Performance ist die Version mit drei Motoren, sie hat 850 PS und 1.103 Pfund-Fuß Drehmoment, erreicht in 2,9 Sekunden eine Geschwindigkeit von 60 Meilen pro Stunde und bietet eine Reichweite von bis zu 371 Meilen. Quad bleibt die Spitzenversion der Serie mit 1.025 PS, 1.198 Pfund-Fuß Drehmoment, einer Beschleunigung von 0 auf 60 Meilen pro Stunde in 2,5 Sekunden beim R1T und einer Reichweite von bis zu 374 Meilen.

Auch die Namen der Innenräume ändern sich. Performance und Quad bieten drei verschiedene Signature-Innenräume: Slate Sky Signature, Black Mountain Signature und Ocean Coast Signature. Premium bietet Black Mountain und Ocean Coast an.

Ein neues Reifenmodell und eine neue Farbe

Der R1T ist mit einem neuen Standard-20-Zoll-Adventure-All-Season-Rad sowie Reifen von Goodyear ausgestattet, die für besseren Grip im Gelände sorgen sollen, ohne die übliche Verringerung der Reichweite durch aggressivere Reifen. Er ist serienmäßig beim R1T Premium enthalten und als kostenlose Option beim R1T Performance verfügbar. Rivian gibt für das Premium-Modell eine Reichweite von 300 Meilen, für das Premium Long Range 380 Meilen und für das Performance-Modell 348 Meilen an.

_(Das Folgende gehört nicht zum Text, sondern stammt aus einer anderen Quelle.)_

use termshape_data::Result;

use crate::reader::Reader;

/// Looks up the `(start, end)` byte range of glyph `glyph_id`'s data
/// within `glyf`, per the `loca` table. `short` selects Offset16
/// (values are halved) vs Offset32 encoding (spec §4.1, `head`'s
/// `indexToLocFormat`).
///
/// An empty range (`start == end`) means the glyph has no outline
/// (e.g. the space character).
pub fn glyph_range(loca: &[u8], short: bool, glyph_id: u16) -> Result<(u32, u32)> {
    if short {
        let mut r = Reader::at(loca, glyph_id as usize * 2);
        let start = r.u16()? as u32 * 2;
        let end = r.u16()? as u32 * 2;
        Ok((start, end))
    } else {
        let mut r = Reader::at(loca, glyph_id as usize * 4);
        let start = r.u32()?;
        let end = r.u32()?;
        Ok((start, end))
    }
}

#[cfg(test)]
mod tests {
    use super::*;

    #[test]
    fn short_format_doubles_offsets() {
        let mut data = Vec::new();
        data.extend_from_slice(&0u16.to_be_bytes());
        data.extend_from_slice(&50u16.to_be_bytes());
        let (start, end) = glyph_range(&data, true, 0).unwrap();
        assert_eq!((start, end), (0, 100));
    }

    #[test]
    fn long_format_reads_raw_offsets() {
        let mut data = Vec::new();
        data.extend_from_slice(&0u32.to_be_bytes());
        data.extend_from_slice(&120u32.to_be_bytes());
        let (start, end) = glyph_range(&data, false, 0).unwrap();
        assert_eq!((start, end), (0, 120));
    }
}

Sowohl die Fahrzeuge verfügen auch über Esker Silver, die Lackierung aus Flüssigmetall, die Rivian erstmals am R2 präsentierte. Sie ersetzt LA Silver als Standardlackierung beim R1S und R1T.

Die Preise sind gestiegen

Der MY2027 R1S beginnt nun bei 83.990 US-Dollar und der R1T bei 79.990 US-Dollar. Das ist ein Anstieg im Vergleich zum Modelljahr 2026, als der R1S bei 76.990 US-Dollar und der R1T bei 70.990 US-Dollar starteten. Der günstigste Einstieg in eine R1-Familie kostet nun 7.000 US-Dollar mehr beim SUV und 9.000 US-Dollar mehr beim Truck.

Electrek’s Meinung

Die Kapitänssitze sind eine bedeutende und längst überfällige Erweiterung, die unter dem Fokus auf den R2 wieder etwas Nachfrage nach dem R1S wecken könnte. Ein Familien-SUV mit drei Reihen ohne durchgehende mittlere Reihe war schon immer eine seltsame Lücke im R1S – besonders bei einem Preis von über 80.000 Dollar – und Rivian hat recht, dies als die am meisten gewünschte Funktion zu bezeichnen. Die Konstruktion mit einem durchgehenden Mittelgang, der es nicht erfordert, Kindersitze zu verschieben, ist genau die Art von Detail, bei der Rivian in der Regel gut abschneidet.

Auch die Vereinfachung der Ausstattungsvarianten ist klug. „Wie viele Motoren möchten Sie?“ war nie eine gute Methode, um ein Auto an einen normalen Käufer zu verkaufen, und die Anpassung des R1 an den R2 gibt der gesamten Marke eine einheitliche Sprache. Mir gefällt das.

Aber der Preis ist es, was die Käufer tatsächlich spüren. Ein Anstieg des Einstiegspreises um 7.000 bis 9.000 Dollar, plus Kapitänssitze, die im Premium-Paket mit Sound + Vision 4.500 Dollar kosten können, summieren sich schnell. Rivian setzt zunehmend auf ein Premium-Positionierungskonzept, gerade als das günstigere R2 kurz vor der Markteinführung steht. Das ist vermutlich der Plan: Den R1 in die gehobene Preisklasse schieben und das R2 für den Massenmarkt nutzen. Die Frage ist, wie viele Käufer des R1S auf Kapitänssitze zum alten Preis gewartet haben und nicht zu diesem neuen.